Free Law Dissertations - 3.the Disability Discrimination Act 1995 The Dda Also Uses The ‘less
3.The Disability Discrimination Act 1995
The DDA also uses the ‘less favourable treatment’ approach of the RRA and the SDA. This is a new amendment to the Act which was brought in by the Employment Equality Directive in October 2004 so that the Act would cover employment scenarios without the old justification qualification. However, unlike the SDA or the RRA, indirect discrimination is not accounted for but this is compensated by a wider use of the ‘less favourable treatment’ maxim which states that the discrimination is unlawful if it is due to a ‘reason which relates to the disabled person’s disability’ as opposed to ‘on the grounds of disability’. Amendments of this kind and the passing of the DDA 2005, which imposes positive duties on public authorities against discrimination, are part of the strengthening of protection for the disabled.
Part 3 Outside of Legislation Positive Discrimination Policies
Positive Discrimination programs are strictly scrutinised and the Commission for Racial Equality announced in their 1998 reform proposals that there would be support for ‘positive action’ policies at training level but were not in favour of positive discrimination programs. The stance on training is derived from the provisions of the SDA and the RRA, which permit targeted training under s 47 of the SDA and s 37 of the RRA but not where the training is definable as employment. Section 48 of the SDA states that access to facilities for training or encouragement for either gender will not be deemed as unlawful. Section 38 of the RRA permitted some positive discrimination within a 12 month window from the passing of the Act subject to there being no members of a particular racial group in the workplace or a small population by comparison to the full workplace numbers or the area of recruitment by the employer.

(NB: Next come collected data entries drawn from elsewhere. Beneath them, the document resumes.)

//! Resolved per-route security settings.
//!
//! Built once when routes are compiled (see `config::merge`) and shared
//! read-only through an `Arc` by every request on the route.

use crate::security::content_type::ContentTypeSet;
use crate::security::modes::{FrameMode, ReferrerPolicy, XssMode};

/// Independent switches for each conditional step of the policy.
///
/// The defaults give the current behaviour. Flipping them reproduces the
/// earlier variants of the filter.
#[derive(Debug, Clone, Copy, PartialEq, Eq)]
pub struct PolicyGuards {
    /// Also require the nosniff type set for `X-Content-Type-Options`.
    pub nosniff_requires_type: bool,
    /// Require the text type set for `X-XSS-Protection`.
    pub xss_requires_text: bool,
    /// Require the text type set for `X-Frame-Options`.
    pub frame_requires_text: bool,
    /// Skip XSS, frame and referrer headers on `304 Not Modified`.
    pub skip_not_modified: bool,
}

impl Default for PolicyGuards {
    fn default() -> Self {
        Self {
            nosniff_requires_type: false,
            xss_requires_text: true,
            frame_requires_text: true,
            skip_not_modified: true,
        }
    }
}

/// Immutable settings for one route.
#[derive(Debug, Clone, PartialEq, Eq)]
pub struct RouteSecuritySettings {
    pub enable: bool,
    pub xss: XssMode,
    pub frame: FrameMode,
    pub referrer: ReferrerPolicy,
    pub hide_server_tokens: bool,
    pub hsts_preload: bool,
    pub nosniff_types: ContentTypeSet,
    pub text_types: ContentTypeSet,
    pub guards: PolicyGuards,
}

impl Default for RouteSecuritySettings {
    fn default() -> Self {
        Self {
            enable: false,
            xss: XssMode::Block,
            frame: FrameMode::SameOrigin,
            referrer: ReferrerPolicy::StrictOriginWhenCrossOrigin,
            hide_server_tokens: false,
            hsts_preload: true,
            nosniff_types: ContentTypeSet::default_nosniff(),
            text_types: ContentTypeSet::default_text(),
            guards: PolicyGuards::default(),
        }
    }
}
//! Route lookup and dispatch.
//!
//! # Responsibilities
//! - Compile route configs into matchers and resolved security settings
//! - Look up matching route for request
//! - Return matched route or explicit no-match
//!
//! # Design Decisions
//! - Immutable after construction (thread-safe without locks)
//! - O(n) scan in priority order (acceptable for typical route counts)
//! - Security settings resolved once here, then shared via Arc
//! - Explicit NoMatch rather than silent default

use std::net::SocketAddr;
use std::sync::Arc;

use axum::body::Body;
use axum::http::Request;

use crate::config::merge::resolve;
use crate::config::{ProxyConfig, RouteConfig, SecurityHeadersConfig};
use crate::routing::matcher::{AndMatcher, HostMatcher, Matcher, PathPrefixMatcher};
use crate::security::RouteSecuritySettings;

/// Error compiling routes.
#[derive(Debug, thiserror::Error)]
pub enum RouterError {
    #[error("route `{route}` has invalid upstream `{upstream}`: {source}")]
    InvalidUpstream {
        route: String,
        upstream: String,
        #[source]
        source: std::net::AddrParseError,
    },
}

/// A compiled route.
#[derive(Debug)]
pub struct Route {
    pub name: String,
    pub upstream: SocketAddr,
    pub priority: u32,
    pub settings: Arc<RouteSecuritySettings>,
    matcher: AndMatcher,
}

impl Route {
    fn compile(config: &RouteConfig, parent: &SecurityHeadersConfig) -> Result<Self, RouterError> {
        let upstream = config
            .upstream
            .parse()
            .map_err(|source| RouterError::InvalidUpstream {
                route: config.name.clone(),
                upstream: config.upstream.clone(),
                source,
            })?;

        let mut matchers: Vec<Box<dyn Matcher>> = Vec::new();
        if let Some(host) = &config.host {
            matchers.push(Box::new(HostMatcher::new(host.clone())));
        }
        if let Some(prefix) = &config.path_prefix {
            matchers.push(Box::new(PathPrefixMatcher::new(prefix.clone())));
        }

        Ok(Self {
            name: config.name.clone(),
            upstream,
            priority: config.priority,
            settings: Arc::new(resolve(parent, &config.security_headers)),
            matcher: AndMatcher::new(matchers),
        })
    }

    pub fn matches(&self, req: &Request<Body>) -> bool {
        self.matcher.matches(req)
    }
}

/// Immutable route table.
#[derive(Debug)]
pub struct Router {
    routes: Vec<Route>,
    default_settings: Arc<RouteSecuritySettings>,
}

impl Router {
    /// Compile all routes, highest priority first. Equal priorities keep
    /// their config order.
    pub fn from_config(config: &ProxyConfig) -> Result<Self, RouterError> {
        let top = &config.security_headers;
        let mut routes = config
            .routes
            .iter()
            .map(|r| Route::compile(r, top))
            .collect::<Result<Vec<_>, _>>()?;
        routes.sort_by(|a, b| b.priority.cmp(&a.priority));

        for route in &routes {
            tracing::debug!(
                route = %route.name,
                upstream = %route.upstream,
                priority = route.priority,
                security_headers = route.settings.enable,
                "Route compiled"
            );
        }

        Ok(Self {
            routes,
            default_settings: Arc::new(resolve(top, &SecurityHeadersConfig::default())),
        })
    }

    /// First route matching the request.
    pub fn match_request(&self, req: &Request<Body>) -> Option<&Route> {
        self.routes.iter().find(|r| r.matches(req))
    }

    /// Settings for responses that did not match any route.
    pub fn default_settings(&self) -> Arc<RouteSecuritySettings> {
        self.default_settings.clone()
    }

    pub fn routes(&self) -> &[Route] {
        &self.routes
    }
}
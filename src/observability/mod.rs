//! Observability subsystem.
//!
//! # Data Flow
//! ```text
//! All subsystems produce:
//!     → logging.rs (structured log events via tracing)
//!     → metrics.rs (counters, histograms)
//!
//! Consumers:
//!     → Log aggregation (stdout)
//!     → Metrics endpoint (Prometheus scrape)
//! ```
//!
//! # Design Decisions
//! - Structured logging for machine parsing
//! - Request ID flows through log fields
//! - Metrics are cheap (atomic increments); a no-op without an exporter

pub mod logging;
pub mod metrics;
//! Response header storage and mutation.
//!
//! # Data Flow
//! ```text
//! upstream HeaderMap
//!     → convert.rs (HeaderList::from_header_map, order and duplicates kept)
//!     → response stages call mutate.rs (set_or_clear) 0..N times
//!     → convert.rs (HeaderList::to_header_map, inactive entries dropped,
//!       built-in Server token added unless a `server` entry exists)
//!     → client
//! ```
//!
//! # Design Decisions
//! - The list is append-only; entries are deactivated, never removed
//! - Lookups compare a lower-cased key computed when the entry is written
//! - After `set_or_clear(name, ..)` at most one entry for `name` is active

pub mod convert;
pub mod list;
pub mod mutate;

pub use list::{HeaderEntry, HeaderError, HeaderList, HeaderListLimits};
pub use mutate::{set_or_clear, Mutation};
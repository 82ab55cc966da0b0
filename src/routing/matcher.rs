//! Route matching logic.
//!
//! # Responsibilities
//! - Match host header (exact match, case-insensitive, port ignored)
//! - Match path prefix (case-sensitive)
//! - Combine conditions with AND semantics
//!
//! # Design Decisions
//! - Host matching is case-insensitive (RFC 9110)
//! - Path matching is case-sensitive
//! - Empty condition = always matches (wildcard)
//! - No regex to guarantee O(n) matching

use axum::body::Body;
use axum::http::{header::HOST, Request};

/// Trait for matching requests against conditions.
pub trait Matcher: Send + Sync + std::fmt::Debug {
    /// Returns true if the request matches this condition.
    fn matches(&self, req: &Request<Body>) -> bool;
}

/// Matches the Host header, falling back to the URI authority (HTTP/2).
#[derive(Debug, Clone)]
pub struct HostMatcher {
    expected_host: String,
}

impl HostMatcher {
    /// The host is normalized to lowercase for case-insensitive matching.
    pub fn new(host: impl Into<String>) -> Self {
        Self {
            expected_host: host.into().to_lowercase(),
        }
    }
}

fn strip_port(host: &str) -> &str {
    // Bracketed IPv6 literals keep their colons.
    if let Some(end) = host.find(']') {
        return &host[..=end];
    }
    host.split(':').next().unwrap_or(host)
}

impl Matcher for HostMatcher {
    fn matches(&self, req: &Request<Body>) -> bool {
        req.headers()
            .get(HOST)
            .and_then(|h| h.to_str().ok())
            .or_else(|| req.uri().host())
            .map(|h| strip_port(h).eq_ignore_ascii_case(&self.expected_host))
            .unwrap_or(false)
    }
}

/// Matches the request path prefix.
#[derive(Debug, Clone)]
pub struct PathPrefixMatcher {
    prefix: String,
}

impl PathPrefixMatcher {
    pub fn new(prefix: impl Into<String>) -> Self {
        Self {
            prefix: prefix.into(),
        }
    }
}

impl Matcher for PathPrefixMatcher {
    fn matches(&self, req: &Request<Body>) -> bool {
        req.uri().path().starts_with(&self.prefix)
    }
}

/// Combines multiple matchers with AND semantics. No matchers = match all.
#[derive(Debug, Default)]
pub struct AndMatcher {
    matchers: Vec<Box<dyn Matcher>>,
}

impl AndMatcher {
    pub fn new(matchers: Vec<Box<dyn Matcher>>) -> Self {
        Self { matchers }
    }
}

impl Matcher for AndMatcher {
    fn matches(&self, req: &Request<Body>) -> bool {
        self.matchers.iter().all(|m| m.matches(req))
    }
}
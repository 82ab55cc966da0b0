//! Response finalisation.
//!
//! # Responsibilities
//! - Load the upstream (or locally generated) response headers into a list
//! - Run the response pipeline over them
//! - Serialize the result, adding the built-in `Server` token
//! - Turn a pipeline failure into a 500
//!
//! # Design Decisions
//! - The body is never touched; only the header block is rebuilt
//! - No partial rollback: a failed pipeline discards the whole header block

use std::sync::Arc;

use axum::{
    body::Body,
    http::{header::CONTENT_TYPE, Response, StatusCode},
    response::IntoResponse,
};

use crate::headers::{HeaderList, HeaderListLimits};
use crate::observability::metrics;
use crate::pipeline::{ResponseContext, ResponsePipeline};
use crate::security::content_type::media_type;
use crate::security::RouteSecuritySettings;

/// Request-side facts the pipeline needs about a response.
#[derive(Debug, Clone)]
pub struct ResponseMeta {
    pub scheme: String,
    pub request_id: Option<String>,
    pub settings: Arc<RouteSecuritySettings>,
}

/// Runs the response pipeline and rebuilds the header block.
pub struct ResponseFinalizer {
    pipeline: ResponsePipeline,
    limits: HeaderListLimits,
    server_token: Option<String>,
}

impl ResponseFinalizer {
    pub fn new(pipeline: ResponsePipeline, limits: HeaderListLimits, server_token: Option<String>) -> Self {
        Self {
            pipeline,
            limits,
            server_token: server_token.filter(|t| !t.is_empty()),
        }
    }

    pub fn pipeline(&self) -> &ResponsePipeline {
        &self.pipeline
    }

    /// Apply the pipeline to `response`.
    pub fn finalize(&self, response: Response<Body>, meta: ResponseMeta) -> Response<Body> {
        let (mut parts, body) = response.into_parts();

        let content_type = parts
            .headers
            .get(CONTENT_TYPE)
            .and_then(|v| v.to_str().ok())
            .map(media_type)
            .unwrap_or_default();

        let headers = match HeaderList::from_header_map(&parts.headers, self.limits) {
            Ok(h) => h,
            Err(e) => {
                tracing::error!(error = %e, "Cannot load response headers");
                metrics::record_stage_failure("load-headers");
                return internal_error();
            }
        };

        let mut ctx = ResponseContext::new(
            parts.status.as_u16(),
            meta.scheme,
            content_type,
            meta.settings,
            headers,
        );
        ctx.request_id = meta.request_id;

        if let Err(e) = self.pipeline.run(&mut ctx) {
            tracing::error!(
                request_id = ctx.request_id.as_deref().unwrap_or("unknown"),
                stage = e.stage(),
                error = %e,
                "Response pipeline failed"
            );
            metrics::record_stage_failure(e.stage());
            return internal_error();
        }

        parts.headers = ctx.headers.to_header_map(self.server_token.as_deref());
        Response::from_parts(parts, body)
    }
}

fn internal_error() -> Response<Body> {
    (StatusCode::INTERNAL_SERVER_ERROR, "Internal Server Error").into_response()
}
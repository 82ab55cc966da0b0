//! Segmented, append-only list of response headers.
//!
//! # Responsibilities
//! - Store header entries in insertion order across fixed-size segments
//! - Keep soft-deleted (inactive) entries in place
//! - Report resource exhaustion when a new slot cannot be obtained
//!
//! # Design Decisions
//! - Segments are never reallocated once opened, so growth never moves entries
//! - Slot allocation uses `try_reserve` so allocator refusal is an error, not an abort

/// Number of entries per segment when none is configured.
pub const DEFAULT_PART_SIZE: usize = 20;

/// Resource exhaustion while growing a [`HeaderList`].
///
/// This is the only failure the header subsystem produces. It is never
/// retried by callers.
#[derive(Debug, Clone, PartialEq, Eq, thiserror::Error)]
pub enum HeaderError {
    /// The configured entry limit has been reached.
    #[error("header list is full ({limit} entries)")]
    LimitReached { limit: usize },

    /// The allocator refused to provide space for a new slot.
    #[error("failed to allocate header slot: {0}")]
    Alloc(String),
}

/// A single response header.
///
/// `active == false` marks a soft-deleted entry: it is skipped when the list
/// is serialized but stays in its slot. Values are kept as raw bytes so
/// upstream headers that are not UTF-8 pass through unchanged.
#[derive(Debug, Clone, PartialEq, Eq)]
pub struct HeaderEntry {
    name: String,
    lowcase_name: String,
    value: Vec<u8>,
    active: bool,
}

impl HeaderEntry {
    /// Create an active entry.
    pub fn new(name: impl Into<String>, value: impl Into<Vec<u8>>) -> Self {
        Self::with_state(name, value, true)
    }

    /// Create an entry with an explicit presence flag.
    pub fn with_state(name: impl Into<String>, value: impl Into<Vec<u8>>, active: bool) -> Self {
        let name = name.into();
        let lowcase_name = name.to_ascii_lowercase();
        Self {
            name,
            lowcase_name,
            value: value.into(),
            active,
        }
    }

    /// Header name as it was written.
    pub fn name(&self) -> &str {
        &self.name
    }

    /// Lookup key.
    pub fn lowcase_name(&self) -> &str {
        &self.lowcase_name
    }

    /// Raw value bytes.
    pub fn value(&self) -> &[u8] {
        &self.value
    }

    /// Value as text, or `None` if it is not UTF-8.
    pub fn value_str(&self) -> Option<&str> {
        std::str::from_utf8(&self.value).ok()
    }

    pub fn is_active(&self) -> bool {
        self.active
    }

    /// Rewrite name and value in place. An empty value deactivates the entry.
    pub(crate) fn overwrite(&mut self, name: &str, value: &str) {
        if self.name != name {
            self.name.clear();
            self.name.push_str(name);
            self.lowcase_name = name.to_ascii_lowercase();
        }
        self.value.clear();
        self.value.extend_from_slice(value.as_bytes());
        self.active = !value.is_empty();
    }

    /// Soft-delete: clear the value and mark inactive.
    pub(crate) fn deactivate(&mut self) {
        self.value.clear();
        self.active = false;
    }
}

/// Sizing limits applied to a [`HeaderList`].
#[derive(Debug, Clone, Copy, PartialEq, Eq)]
pub struct HeaderListLimits {
    /// Entries per segment.
    pub part_size: usize,
    /// Hard cap on total entries (active or not). `None` means unbounded.
    pub max_entries: Option<usize>,
}

impl Default for HeaderListLimits {
    fn default() -> Self {
        Self {
            part_size: DEFAULT_PART_SIZE,
            max_entries: None,
        }
    }
}

/// Ordered header collection split into fixed-capacity segments.
#[derive(Debug, Clone)]
pub struct HeaderList {
    parts: Vec<Vec<HeaderEntry>>,
    limits: HeaderListLimits,
    len: usize,
}

impl HeaderList {
    /// Create an empty list with default limits.
    pub fn new() -> Self {
        Self::with_limits(HeaderListLimits::default())
    }

    /// Create an empty list. No segment is allocated until the first push.
    pub fn with_limits(limits: HeaderListLimits) -> Self {
        Self {
            parts: Vec::new(),
            limits: HeaderListLimits {
                part_size: limits.part_size.max(1),
                ..limits
            },
            len: 0,
        }
    }

    /// Append an entry at the end of the list.
    pub fn push(&mut self, entry: HeaderEntry) -> Result<&mut HeaderEntry, HeaderError> {
        if let Some(limit) = self.limits.max_entries {
            if self.len >= limit {
                return Err(HeaderError::LimitReached { limit });
            }
        }

        let needs_part = self
            .parts
            .last()
            .map_or(true, |part| part.len() >= self.limits.part_size);

        if needs_part {
            let mut part = Vec::new();
            part.try_reserve_exact(self.limits.part_size)
                .map_err(|e| HeaderError::Alloc(e.to_string()))?;
            self.parts
                .try_reserve(1)
                .map_err(|e| HeaderError::Alloc(e.to_string()))?;
            self.parts.push(part);
            tracing::trace!(parts = self.parts.len(), "Opened header list segment");
        }

        let part = self
            .parts
            .last_mut()
            .ok_or_else(|| HeaderError::Alloc("no header segment available".to_string()))?;
        part.push(entry);
        self.len += 1;
        let last = part.len() - 1;
        Ok(&mut part[last])
    }

    /// Total entries, including inactive ones.
    pub fn len(&self) -> usize {
        self.len
    }

    pub fn is_empty(&self) -> bool {
        self.len == 0
    }

    /// Number of segments currently allocated.
    pub fn part_count(&self) -> usize {
        self.parts.len()
    }

    pub fn limits(&self) -> HeaderListLimits {
        self.limits
    }

    /// All entries in order, active or not.
    pub fn iter(&self) -> impl Iterator<Item = &HeaderEntry> {
        self.parts.iter().flatten()
    }

    pub(crate) fn iter_mut(&mut self) -> impl Iterator<Item = &mut HeaderEntry> {
        self.parts.iter_mut().flatten()
    }

    /// Active entries in order.
    pub fn active(&self) -> impl Iterator<Item = &HeaderEntry> {
        self.iter().filter(|e| e.is_active())
    }

    /// Raw value of the first active entry named `name` (case-insensitive).
    pub fn get_bytes(&self, name: &str) -> Option<&[u8]> {
        let key = name.to_ascii_lowercase();
        self.active()
            .find(|e| e.lowcase_name() == key)
            .map(HeaderEntry::value)
    }

    /// Like [`get_bytes`](Self::get_bytes), but `None` for values that are not UTF-8.
    pub fn get(&self, name: &str) -> Option<&str> {
        self.get_bytes(name)
            .and_then(|v| std::str::from_utf8(v).ok())
    }

    /// True if any entry, active or not, carries `name`.
    pub fn contains_any(&self, name: &str) -> bool {
        let key = name.to_ascii_lowercase();
        self.iter().any(|e| e.lowcase_name() == key)
    }

    /// Number of active entries named `name`.
    pub fn active_count(&self, name: &str) -> usize {
        let key = name.to_ascii_lowercase();
        self.active().filter(|e| e.lowcase_name() == key).count()
    }
}

impl Default for HeaderList {
    fn default() -> Self {
        Self::new()
    }
}
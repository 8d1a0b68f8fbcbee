use auth::PasswordError;
use auth::TokenError;
use thiserror::Error;

/// Field-level input rejection. Messages name the offending field.
#[derive(Debug, Clone, Error, PartialEq, Eq)]
pub enum ValidationError {
    #[error("{field} is required")]
    Required { field: &'static str },

    #[error("{field} must be between {min} and {max} characters")]
    Length {
        field: &'static str,
        min: usize,
        max: usize,
    },

    #[error("Invalid email format")]
    InvalidEmail,

    #[error("Password must be at least {min} characters")]
    PasswordTooShort { min: usize },

    #[error("Password must be less than {max} characters")]
    PasswordTooLong { max: usize },

    #[error("Color must be a valid hex color (e.g., #3B82F6)")]
    InvalidHexColor,
}

/// Error for UserId parsing failures
#[derive(Debug, Clone, Error, PartialEq, Eq)]
pub enum UserIdError {
    #[error("Invalid UUID format: {0}")]
    InvalidFormat(String),
}

/// Top-level error for registration, login and request admission.
///
/// Authentication failures stay coarse: callers only learn which of the
/// unauthorized variants applies, never the underlying check.
#[derive(Debug, Clone, Error)]
pub enum AccountError {
    #[error("{0}")]
    Validation(#[from] ValidationError),

    #[error("Email already in use")]
    EmailAlreadyInUse,

    #[error("Invalid email or password")]
    InvalidCredentials,

    #[error("User account is inactive")]
    AccountInactive,

    #[error("No token provided")]
    MissingToken,

    #[error("Invalid or expired token")]
    InvalidToken(#[from] TokenError),

    #[error("User not found or inactive")]
    UserNotFoundOrInactive,

    #[error("Password error: {0}")]
    Password(#[from] PasswordError),

    // Infrastructure errors
    #[error("Database error: {0}")]
    DatabaseError(String),

    #[error("Unknown error: {0}")]
    Unknown(String),
}

impl AccountError {
    /// Whether the failure is an authentication rejection (401 class).
    pub fn is_unauthorized(&self) -> bool {
        matches!(
            self,
            AccountError::InvalidCredentials
                | AccountError::AccountInactive
                | AccountError::MissingToken
                | AccountError::InvalidToken(_)
                | AccountError::UserNotFoundOrInactive
        )
    }
}

impl From<tokio::task::JoinError> for AccountError {
    fn from(err: tokio::task::JoinError) -> Self {
        AccountError::Unknown(format!("Blocking task failed: {}", err))
    }
}
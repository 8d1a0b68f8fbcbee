use axum::extract::rejection::JsonRejection;
use axum::extract::State;
use axum::http::StatusCode;
use axum::Json;
use serde::Deserialize;
use serde::Serialize;

use super::ApiError;
use super::ApiSuccess;
use crate::domain::user::models::LoginCommand;
use crate::domain::user::models::Session;
use crate::domain::user::models::User;
use crate::domain::user::ports::AuthServicePort;
use crate::inbound::http::router::AppState;

pub async fn login(
    State(state): State<AppState>,
    body: Result<Json<LoginRequestBody>, JsonRejection>,
) -> Result<ApiSuccess<LoginResponseData>, ApiError> {
    let Json(body) = body.map_err(|rejection| state.errors.reject_body(rejection))?;

    state
        .auth_service
        .login(LoginCommand::new(body.email, body.password))
        .await
        .map_err(|e| state.errors.translate(e))
        .map(|session| ApiSuccess::new(StatusCode::OK, session.into()))
}

#[derive(Debug, Clone, PartialEq, Eq, Deserialize)]
pub struct LoginRequestBody {
    #[serde(default)]
    email: Option<String>,
    #[serde(default)]
    password: Option<String>,
}

#[derive(Debug, Clone, PartialEq, Eq, Serialize)]
pub struct LoginResponseData {
    pub token: String,
    #[serde(rename = "type")]
    pub token_type: String,
    pub user: PublicUserData,
}

/// Public projection of a user; the password hash never leaves the domain.
#[derive(Debug, Clone, PartialEq, Eq, Serialize)]
#[serde(rename_all = "camelCase")]
pub struct PublicUserData {
    pub id: String,
    pub name: String,
    pub email: String,
    pub avatar_color: String,
}

impl From<&User> for PublicUserData {
    fn from(user: &User) -> Self {
        Self {
            id: user.id.to_string(),
            name: user.name.as_str().to_string(),
            email: user.email.as_str().to_string(),
            avatar_color: user.avatar_color.as_str().to_string(),
        }
    }
}

impl From<Session> for LoginResponseData {
    fn from(session: Session) -> Self {
        Self {
            token: session.access_token,
            token_type: session.token_type.to_string(),
            user: (&session.user).into(),
        }
    }
}
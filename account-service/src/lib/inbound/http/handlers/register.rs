use axum::extract::rejection::JsonRejection;
use axum::extract::State;
use axum::http::StatusCode;
use axum::Json;
use serde::Deserialize;
use serde::Serialize;

use super::ApiError;
use super::ApiSuccess;
use crate::domain::user::models::RegisterCommand;
use crate::domain::user::ports::AuthServicePort;
use crate::inbound::http::router::AppState;

pub const REGISTERED_MESSAGE: &str = "User registered successfully";

pub async fn register(
    State(state): State<AppState>,
    body: Result<Json<RegisterRequestBody>, JsonRejection>,
) -> Result<ApiSuccess<RegisterResponseData>, ApiError> {
    let Json(body) = body.map_err(|rejection| state.errors.reject_body(rejection))?;

    state
        .auth_service
        .register(body.into())
        .await
        .map_err(|e| state.errors.translate(e))
        .map(|_| {
            ApiSuccess::new(
                StatusCode::CREATED,
                RegisterResponseData {
                    message: REGISTERED_MESSAGE.to_string(),
                },
            )
        })
}

/// Missing fields are left to the domain validators.
#[derive(Debug, Clone, PartialEq, Eq, Deserialize)]
pub struct RegisterRequestBody {
    #[serde(default)]
    name: Option<String>,
    #[serde(default)]
    email: Option<String>,
    #[serde(default)]
    password: Option<String>,
}

impl From<RegisterRequestBody> for RegisterCommand {
    fn from(body: RegisterRequestBody) -> Self {
        RegisterCommand::new(body.name, body.email, body.password)
    }
}

#[derive(Debug, Clone, PartialEq, Eq, Serialize)]
pub struct RegisterResponseData {
    pub message: String,
}
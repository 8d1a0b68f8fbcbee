use std::collections::HashMap;
use std::sync::Arc;
use std::sync::Mutex;

use account_service::domain::user::errors::AccountError;
use account_service::domain::user::gate::AuthGate;
use account_service::domain::user::models::EmailAddress;
use account_service::domain::user::models::User;
use account_service::domain::user::models::UserId;
use account_service::domain::user::ports::UserRepository;
use account_service::domain::user::service::AuthService;
use account_service::inbound::http::handlers::ErrorTranslator;
use account_service::inbound::http::router::cors_layer;
use account_service::inbound::http::router::create_router;
use account_service::outbound::random::ThreadRandom;
use async_trait::async_trait;
use auth::Authenticator;

pub const TEST_SECRET: &[u8] = b"test-secret-key-for-jwt-signing-at-least-32-bytes";

/// Credential store kept in process memory, keyed by user id.
#[derive(Default)]
pub struct InMemoryUserRepository {
    users: Mutex<HashMap<UserId, User>>,
}

impl InMemoryUserRepository {
    /// Flip an account to inactive, as an operator would.
    pub fn deactivate(&self, email: &str) {
        let mut users = self.users.lock().unwrap();
        for user in users.values_mut() {
            if user.email.as_str() == email {
                user.active = false;
            }
        }
    }

    pub fn find(&self, email: &str) -> Option<User> {
        self.users
            .lock()
            .unwrap()
            .values()
            .find(|user| user.email.as_str() == email)
            .cloned()
    }
}

#[async_trait]
impl UserRepository for InMemoryUserRepository {
    async fn find_by_email(&self, email: &EmailAddress) -> Result<Option<User>, AccountError> {
        Ok(self.find(email.as_str()))
    }

    async fn find_by_id(&self, id: &UserId) -> Result<Option<User>, AccountError> {
        Ok(self.users.lock().unwrap().get(id).cloned())
    }

    async fn insert(&self, user: User) -> Result<User, AccountError> {
        let mut users = self.users.lock().unwrap();
        if users.values().any(|existing| existing.email == user.email) {
            return Err(AccountError::EmailAlreadyInUse);
        }
        users.insert(user.id, user.clone());
        Ok(user)
    }
}

/// Test application that spawns a real server over an in-memory store
pub struct TestApp {
    pub address: String,
    pub repository: Arc<InMemoryUserRepository>,
    pub authenticator: Arc<Authenticator>,
    pub api_client: reqwest::Client,
}

impl TestApp {
    /// Spawn the application in a background task and return TestApp
    pub async fn spawn() -> Self {
        // Use random port (0 = OS assigns)
        let listener = tokio::net::TcpListener::bind("127.0.0.1:0")
            .await
            .expect("Failed to bind random port");
        let port = listener.local_addr().unwrap().port();
        let address = format!("http://127.0.0.1:{}", port);

        let repository = Arc::new(InMemoryUserRepository::default());
        let authenticator = Arc::new(
            Authenticator::new(TEST_SECRET, chrono::Duration::hours(24))
                .expect("Failed to create authenticator"),
        );

        let auth_service = Arc::new(AuthService::new(
            Arc::clone(&repository),
            Arc::clone(&authenticator),
            Arc::new(ThreadRandom),
        ));
        let auth_gate = Arc::new(AuthGate::new(
            Arc::clone(&repository),
            Arc::clone(&authenticator),
        ));

        let router = create_router(
            auth_service,
            auth_gate,
            ErrorTranslator::production(),
            cors_layer("http://localhost:3000").expect("Invalid CORS origin"),
        );

        // Spawn server in background
        tokio::spawn(async move {
            axum::serve(listener, router).await.expect("Server error");
        });

        Self {
            address,
            repository,
            authenticator,
            api_client: reqwest::Client::new(),
        }
    }

    /// Helper to make GET request
    pub fn get(&self, path: &str) -> reqwest::RequestBuilder {
        self.api_client.get(format!("{}{}", self.address, path))
    }

    /// Helper to make POST request
    pub fn post(&self, path: &str) -> reqwest::RequestBuilder {
        self.api_client.post(format!("{}{}", self.address, path))
    }

    /// Helper to make GET request with Bearer token
    pub fn get_authenticated(&self, path: &str, token: &str) -> reqwest::RequestBuilder {
        self.get(path).bearer_auth(token)
    }

    /// Register an account and fail the test on anything but 201.
    pub async fn register(&self, name: &str, email: &str, password: &str) {
        let response = self
            .post("/api/auth/register")
            .json(&serde_json::json!({
                "name": name,
                "email": email,
                "password": password
            }))
            .send()
            .await
            .expect("Failed to execute request");

        assert_eq!(response.status(), reqwest::StatusCode::CREATED);
    }

    /// Log in and return the issued bearer token.
    pub async fn login(&self, email: &str, password: &str) -> String {
        let response = self
            .post("/api/auth/login")
            .json(&serde_json::json!({ "email": email, "password": password }))
            .send()
            .await
            .expect("Failed to execute request");

        assert_eq!(response.status(), reqwest::StatusCode::OK);

        let body: serde_json::Value = response.json().await.expect("Failed to parse response");
        body["token"].as_str().expect("token missing").to_string()
    }
}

In Europe it was held as lawful in the case of Marschallv Land Nordhein-Westfalen that a policy to employ the woman when faced with the choice between a man and a woman for an area of work that was underrepresented by women would only occur when both candidates had been fully assessed and there was no other factor to tilt the balance. The reason for this was that, unlike in the earlier case of Kalanke v Freie Hanestadt Bremen, the policy did not create an automatic priority for women. This is an extremely favourable outcome given that positive discrimination can have the effect of undervaluing the respect of the candidates that benefit from it.
Conclusion
Analysis of EU and UK anti-discrimination law shows that the equality campaign has come a long way from the mixed judicial treatment of the early years.